More persuasive evidence was provided by several studies reported by Connor and her colleagues (Connor, Morrison, Fishman, Crowe, Al Otaiba, & Schatschneider, 2013; Connor, Morrison, Fishman, Giuliani, Luck, Underwood, et al., 2011; Connor, Phillips, Young-Suk, Lonigan, Kaschak, Crowe, Dombek, & Al Otaiba, 2018; Connor, Piasta, Fishman, Glasney, Schatschneider, Crowe, et al., 2009). They found that they could successfully raise first and second grade reading achievement through assess-and-differentiate efforts; identifying who needed more decoding tuition and then keeping those kids under close teacher supervision so that they would progress in phonics (while providing the more advanced students with independent reading work and experience).

As powerful and persuasive as the Connor data are – and they are persuasive to me – it is important to note that this team did much more than turn test data over to teachers and hope for the best. No, they developed a proprietary algorithm that they use to determine the appropriate data-based response to student needs. “Taking these results together indicates that predicting appropriate amounts and types of instruction is not as straightforward as has been previously suggested” (Connor, et al., 2009, p. 93). In fact, they concluded that without their algorithmically based approach some students would likely receive too much decoding instruction, while others would certainly receive too little. That means that early testing can have positive learning outcomes, but only if the results of those tests are weighed appropriately, not something easy for individual teachers to do.

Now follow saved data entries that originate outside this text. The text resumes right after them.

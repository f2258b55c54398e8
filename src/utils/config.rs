//! 偏好设置：记住上次打开文件的目录，保存在 `~/.yamlviewer.yaml`

use std::collections::BTreeMap;
use std::fs;
use std::path::{Path, PathBuf};

use serde::{Deserialize, Serialize};

use crate::model::data_core::AppError;

pub const PREFERENCES_FILE_NAME: &str = ".yamlviewer.yaml";

#[derive(Debug, Clone, PartialEq, Serialize, Deserialize)]
pub struct Preferences {
    /// 文件对话框的起始目录
    #[serde(default = "default_directory")]
    pub directory: PathBuf,
    /// 未识别的键原样保留，写回时不丢失
    #[serde(flatten)]
    pub extra: BTreeMap<String, serde_yaml::Value>,
}

fn default_directory() -> PathBuf {
    dirs::home_dir().unwrap_or_else(|| PathBuf::from("."))
}

impl Default for Preferences {
    fn default() -> Self {
        Self {
            directory: default_directory(),
            extra: BTreeMap::new(),
        }
    }
}

/// 默认偏好文件位置；没有主目录时返回 None
pub fn preferences_path() -> Option<PathBuf> {
    dirs::home_dir().map(|home| home.join(PREFERENCES_FILE_NAME))
}

impl Preferences {
    /// 读取偏好文件；文件缺失或格式错误时使用默认值
    pub fn load_from(p: &Path) -> Self {
        let text = match fs::read_to_string(p) {
            Ok(text) => text,
            Err(e) => {
                tracing::info!("未读取偏好文件 {}，使用默认值: {}", p.display(), e);
                return Self::default();
            }
        };
        if text.trim().is_empty() {
            return Self::default();
        }
        match serde_yaml::from_str(&text) {
            Ok(prefs) => prefs,
            Err(e) => {
                tracing::warn!("偏好文件格式错误 {}，使用默认值: {}", p.display(), e);
                Self::default()
            }
        }
    }

    pub fn save_to(&self, p: &Path) -> Result<(), AppError> {
        let text = serde_yaml::to_string(self).map_err(|e| AppError::Config(e.to_string()))?;
        fs::write(p, text).map_err(|e| AppError::Config(format!("{}: {}", p.display(), e)))?;
        Ok(())
    }

    /// 从默认位置读取
    pub fn load() -> Self {
        match preferences_path() {
            Some(p) => Self::load_from(&p),
            None => Self::default(),
        }
    }

    /// 写回默认位置（尽力而为，失败只记录日志）
    pub fn save(&self) {
        let Some(p) = preferences_path() else {
            tracing::warn!("找不到主目录，偏好设置未保存");
            return;
        };
        match self.save_to(&p) {
            Ok(()) => tracing::info!("偏好设置已保存到: {}", p.display()),
            Err(e) => tracing::warn!("偏好设置保存失败: {}", e),
        }
    }

    /// 记住文件所在目录，供下次打开对话框使用
    pub fn remember_file(&mut self, file: &Path) {
        if let Some(parent) = file.parent().filter(|d| !d.as_os_str().is_empty()) {
            self.directory = parent.to_path_buf();
        }
    }
}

Finally, there is a recent meta-analysis of 15 studies of reading interventions with a “data-based decision making” component and their effects on struggling readers in grades K-12 (Filderman, Toste, Didion, Peng, & Clemens, 2018). The effect sizes for these interventions were small but significant. Six of the studies allowed for comparisons of interventions with and without data-based decision making (again, with small positive effects for using the assessments as the basis of teaching).

My conclusions, from all this evidence, is that it is possible to make effective the kind of assessment that you are complaining about. However, it should also be evident that such efforts too often fail to deliver on those promises.

One of the problems is that there is simply too much testing – especially for the students who aren’t low achieving in reading (VanDerHeyden, Burns, & Bonifay, 2018). That WWC Practice Guide referred to earlier called for three testings per year, but in many jurisdictions, kids are getting far more than that – and the frequency of testing is not necessarily linked to any need for information – if you know a youngster is struggling with phonemic awareness, why not just teach more of that rather than testing the student over and over?

Another problem is that teachers can find it challenging to administer so many tests under classroom conditions. Not only does it undercut the amount of instruction, but it can be tough to provide a valid assessment of phonemic awareness or oral reading fluency when students or teachers struggle to hear each other. In my experience, the best data is produced when test administrators are brought in to take on this burden. I know I trust such data more (and so does the Institute for Education Science in the research studies that they support).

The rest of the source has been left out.